• **Task instructions**
In the records below, one line contains "Err(e) => return". Print that line and every line after it exactly, down to the final one.

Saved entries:
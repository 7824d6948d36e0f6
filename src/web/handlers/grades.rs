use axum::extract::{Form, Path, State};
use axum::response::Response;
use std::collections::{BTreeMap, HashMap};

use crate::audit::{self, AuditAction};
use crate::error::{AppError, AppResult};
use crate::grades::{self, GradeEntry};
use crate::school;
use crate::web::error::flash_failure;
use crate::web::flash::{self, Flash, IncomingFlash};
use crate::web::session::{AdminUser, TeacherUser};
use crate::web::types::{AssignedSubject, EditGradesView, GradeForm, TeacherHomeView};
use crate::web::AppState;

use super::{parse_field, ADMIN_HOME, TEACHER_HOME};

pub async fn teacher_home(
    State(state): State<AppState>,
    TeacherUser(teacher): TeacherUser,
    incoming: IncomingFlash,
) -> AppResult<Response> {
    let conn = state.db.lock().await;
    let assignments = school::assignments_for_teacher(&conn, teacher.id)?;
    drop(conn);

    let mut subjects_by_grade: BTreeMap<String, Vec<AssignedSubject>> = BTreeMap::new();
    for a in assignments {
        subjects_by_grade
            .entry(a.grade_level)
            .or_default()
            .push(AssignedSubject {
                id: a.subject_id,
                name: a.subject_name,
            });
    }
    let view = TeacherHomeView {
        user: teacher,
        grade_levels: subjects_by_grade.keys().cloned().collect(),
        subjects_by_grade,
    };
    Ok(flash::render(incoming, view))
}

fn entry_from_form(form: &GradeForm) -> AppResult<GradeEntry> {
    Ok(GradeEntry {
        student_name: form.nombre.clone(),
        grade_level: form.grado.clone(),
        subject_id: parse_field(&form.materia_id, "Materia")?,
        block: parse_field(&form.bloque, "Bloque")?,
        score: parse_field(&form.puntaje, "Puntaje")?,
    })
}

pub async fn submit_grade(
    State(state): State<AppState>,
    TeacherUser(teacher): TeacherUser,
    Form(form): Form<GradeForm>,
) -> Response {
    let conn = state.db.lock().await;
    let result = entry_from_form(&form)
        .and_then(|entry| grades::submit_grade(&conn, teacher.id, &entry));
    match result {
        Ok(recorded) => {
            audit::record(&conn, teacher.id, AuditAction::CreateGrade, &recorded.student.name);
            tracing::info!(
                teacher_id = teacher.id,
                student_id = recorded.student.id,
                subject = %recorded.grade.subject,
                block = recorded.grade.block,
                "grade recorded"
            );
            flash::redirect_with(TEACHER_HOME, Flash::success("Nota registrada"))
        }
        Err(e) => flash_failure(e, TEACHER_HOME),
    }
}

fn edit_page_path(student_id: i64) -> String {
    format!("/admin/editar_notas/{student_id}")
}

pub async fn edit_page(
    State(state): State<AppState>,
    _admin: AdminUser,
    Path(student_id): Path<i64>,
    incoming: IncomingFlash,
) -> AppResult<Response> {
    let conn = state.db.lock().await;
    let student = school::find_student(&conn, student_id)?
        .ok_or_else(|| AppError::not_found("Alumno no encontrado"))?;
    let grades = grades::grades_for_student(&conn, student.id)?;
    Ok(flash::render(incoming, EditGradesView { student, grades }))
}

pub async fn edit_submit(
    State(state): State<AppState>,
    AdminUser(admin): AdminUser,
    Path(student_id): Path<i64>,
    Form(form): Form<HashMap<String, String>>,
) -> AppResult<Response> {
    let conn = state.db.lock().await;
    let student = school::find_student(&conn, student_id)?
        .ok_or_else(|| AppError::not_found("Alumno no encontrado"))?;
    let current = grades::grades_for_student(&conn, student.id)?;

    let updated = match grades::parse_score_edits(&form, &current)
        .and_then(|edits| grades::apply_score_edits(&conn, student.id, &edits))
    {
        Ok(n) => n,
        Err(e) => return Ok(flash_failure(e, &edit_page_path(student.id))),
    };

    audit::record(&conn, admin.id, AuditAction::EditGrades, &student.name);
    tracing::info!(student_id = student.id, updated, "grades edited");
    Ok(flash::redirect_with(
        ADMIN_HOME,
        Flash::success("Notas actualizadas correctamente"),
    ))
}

• **Exercise solution**
        Err(e) => return Ok(flash_failure(e, &edit_page_path(student.id))),
    };

    audit::record(&conn, admin.id, AuditAction::EditGrades, &student.name);
    tracing::info!(student_id = student.id, updated, "grades edited");
    Ok(flash::redirect_with(
        ADMIN_HOME,
        Flash::success("Notas actualizadas correctamente"),
    ))
}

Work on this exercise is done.